What to work on:
Reading the records beneath this task, work out how many lines contain the word "SqliteOutboxStore" and reply with only that number.

Saved data entries
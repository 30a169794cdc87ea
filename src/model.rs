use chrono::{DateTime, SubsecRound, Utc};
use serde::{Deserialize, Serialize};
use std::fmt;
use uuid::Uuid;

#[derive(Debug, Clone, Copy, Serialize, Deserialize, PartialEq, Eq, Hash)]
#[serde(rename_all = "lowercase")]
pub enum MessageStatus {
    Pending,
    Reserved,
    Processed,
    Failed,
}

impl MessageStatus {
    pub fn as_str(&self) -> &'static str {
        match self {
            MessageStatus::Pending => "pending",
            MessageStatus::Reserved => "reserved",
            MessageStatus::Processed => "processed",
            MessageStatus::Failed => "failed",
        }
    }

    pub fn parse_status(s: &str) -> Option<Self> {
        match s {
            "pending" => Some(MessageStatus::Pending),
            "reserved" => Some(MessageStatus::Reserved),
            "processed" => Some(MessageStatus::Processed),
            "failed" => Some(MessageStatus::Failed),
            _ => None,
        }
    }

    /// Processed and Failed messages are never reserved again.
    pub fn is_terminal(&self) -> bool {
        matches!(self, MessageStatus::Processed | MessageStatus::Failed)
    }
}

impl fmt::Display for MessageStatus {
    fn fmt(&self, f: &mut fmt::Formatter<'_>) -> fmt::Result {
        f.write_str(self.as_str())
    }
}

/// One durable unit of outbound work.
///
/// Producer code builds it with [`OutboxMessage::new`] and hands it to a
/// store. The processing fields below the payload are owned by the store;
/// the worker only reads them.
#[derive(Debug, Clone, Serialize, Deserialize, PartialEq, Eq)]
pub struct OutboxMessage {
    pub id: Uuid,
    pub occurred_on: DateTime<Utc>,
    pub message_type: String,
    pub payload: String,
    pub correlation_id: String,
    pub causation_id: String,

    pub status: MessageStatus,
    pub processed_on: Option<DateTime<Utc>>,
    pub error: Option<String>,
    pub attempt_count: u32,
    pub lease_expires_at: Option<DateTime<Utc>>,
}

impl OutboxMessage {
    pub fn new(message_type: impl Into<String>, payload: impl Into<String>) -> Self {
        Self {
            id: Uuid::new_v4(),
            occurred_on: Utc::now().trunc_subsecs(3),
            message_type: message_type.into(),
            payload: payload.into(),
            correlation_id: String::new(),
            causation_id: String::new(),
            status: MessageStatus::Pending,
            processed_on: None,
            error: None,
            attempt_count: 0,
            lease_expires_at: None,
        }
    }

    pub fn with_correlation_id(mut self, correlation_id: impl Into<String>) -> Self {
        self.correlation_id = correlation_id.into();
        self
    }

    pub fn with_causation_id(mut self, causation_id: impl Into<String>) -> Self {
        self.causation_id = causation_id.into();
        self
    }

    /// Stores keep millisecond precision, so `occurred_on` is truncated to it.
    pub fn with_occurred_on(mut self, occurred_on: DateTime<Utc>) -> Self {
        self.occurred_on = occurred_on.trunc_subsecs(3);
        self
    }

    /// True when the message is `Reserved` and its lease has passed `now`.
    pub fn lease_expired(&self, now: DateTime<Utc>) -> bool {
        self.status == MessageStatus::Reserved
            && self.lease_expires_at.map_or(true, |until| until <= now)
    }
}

---

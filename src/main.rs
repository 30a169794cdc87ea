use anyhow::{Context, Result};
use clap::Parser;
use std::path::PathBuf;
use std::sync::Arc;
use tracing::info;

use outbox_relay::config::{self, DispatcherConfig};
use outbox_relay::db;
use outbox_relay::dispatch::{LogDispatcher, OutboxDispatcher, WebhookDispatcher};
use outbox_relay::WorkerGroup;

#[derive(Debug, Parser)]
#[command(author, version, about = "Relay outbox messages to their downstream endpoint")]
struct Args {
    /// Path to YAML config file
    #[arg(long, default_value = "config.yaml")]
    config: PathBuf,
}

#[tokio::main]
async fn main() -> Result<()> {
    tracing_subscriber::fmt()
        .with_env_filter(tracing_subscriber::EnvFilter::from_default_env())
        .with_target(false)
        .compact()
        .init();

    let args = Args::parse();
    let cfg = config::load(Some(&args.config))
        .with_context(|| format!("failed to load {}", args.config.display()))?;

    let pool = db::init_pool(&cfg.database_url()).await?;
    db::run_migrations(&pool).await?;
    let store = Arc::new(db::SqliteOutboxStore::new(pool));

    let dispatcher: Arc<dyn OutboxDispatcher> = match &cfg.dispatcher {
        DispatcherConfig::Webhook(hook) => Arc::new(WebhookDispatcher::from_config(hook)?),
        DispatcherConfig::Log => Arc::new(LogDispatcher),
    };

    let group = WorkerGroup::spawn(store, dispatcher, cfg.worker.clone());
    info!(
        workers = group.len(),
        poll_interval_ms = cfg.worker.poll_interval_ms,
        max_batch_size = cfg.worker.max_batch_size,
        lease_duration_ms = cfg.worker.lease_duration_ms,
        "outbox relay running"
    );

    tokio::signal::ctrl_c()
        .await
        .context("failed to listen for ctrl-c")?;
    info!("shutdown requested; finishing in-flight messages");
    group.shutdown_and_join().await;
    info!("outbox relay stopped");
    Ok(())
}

---

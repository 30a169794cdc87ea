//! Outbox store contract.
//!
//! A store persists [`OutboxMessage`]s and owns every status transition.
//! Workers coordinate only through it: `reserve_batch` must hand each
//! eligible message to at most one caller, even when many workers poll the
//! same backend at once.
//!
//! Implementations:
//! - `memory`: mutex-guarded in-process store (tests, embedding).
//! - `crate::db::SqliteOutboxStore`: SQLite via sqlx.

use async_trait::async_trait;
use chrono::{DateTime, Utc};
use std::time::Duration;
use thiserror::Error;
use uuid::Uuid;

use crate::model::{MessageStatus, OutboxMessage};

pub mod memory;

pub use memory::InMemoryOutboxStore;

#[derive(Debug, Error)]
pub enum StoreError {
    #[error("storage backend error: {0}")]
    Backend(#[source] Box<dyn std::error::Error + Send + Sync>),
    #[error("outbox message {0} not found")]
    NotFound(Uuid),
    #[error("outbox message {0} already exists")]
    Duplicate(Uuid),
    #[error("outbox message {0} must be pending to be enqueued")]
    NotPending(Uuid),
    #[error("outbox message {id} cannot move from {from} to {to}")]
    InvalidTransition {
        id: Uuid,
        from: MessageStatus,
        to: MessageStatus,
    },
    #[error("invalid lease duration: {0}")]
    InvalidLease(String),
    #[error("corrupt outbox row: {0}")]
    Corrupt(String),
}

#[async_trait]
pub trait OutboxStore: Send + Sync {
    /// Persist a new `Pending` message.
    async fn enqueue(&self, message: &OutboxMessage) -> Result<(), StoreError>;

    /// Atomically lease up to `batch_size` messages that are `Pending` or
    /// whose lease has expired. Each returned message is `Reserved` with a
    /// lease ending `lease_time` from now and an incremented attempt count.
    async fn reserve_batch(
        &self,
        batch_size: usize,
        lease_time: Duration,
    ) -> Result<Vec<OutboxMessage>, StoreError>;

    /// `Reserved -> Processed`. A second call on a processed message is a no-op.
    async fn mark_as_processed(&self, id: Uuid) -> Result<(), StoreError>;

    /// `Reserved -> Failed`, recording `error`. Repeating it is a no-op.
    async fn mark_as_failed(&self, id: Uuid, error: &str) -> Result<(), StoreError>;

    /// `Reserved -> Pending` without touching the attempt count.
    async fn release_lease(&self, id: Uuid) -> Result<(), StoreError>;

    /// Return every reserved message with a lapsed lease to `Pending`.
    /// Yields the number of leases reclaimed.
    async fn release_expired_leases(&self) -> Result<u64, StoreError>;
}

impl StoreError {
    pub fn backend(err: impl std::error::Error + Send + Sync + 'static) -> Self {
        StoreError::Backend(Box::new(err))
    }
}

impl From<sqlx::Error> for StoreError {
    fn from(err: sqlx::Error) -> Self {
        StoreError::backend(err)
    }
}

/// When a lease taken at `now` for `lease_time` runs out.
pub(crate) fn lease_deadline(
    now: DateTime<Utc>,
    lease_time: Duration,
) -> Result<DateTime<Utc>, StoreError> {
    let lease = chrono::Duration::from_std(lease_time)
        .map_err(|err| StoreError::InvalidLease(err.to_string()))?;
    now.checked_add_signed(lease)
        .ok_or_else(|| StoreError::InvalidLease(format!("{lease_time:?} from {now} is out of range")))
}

The completed task:
2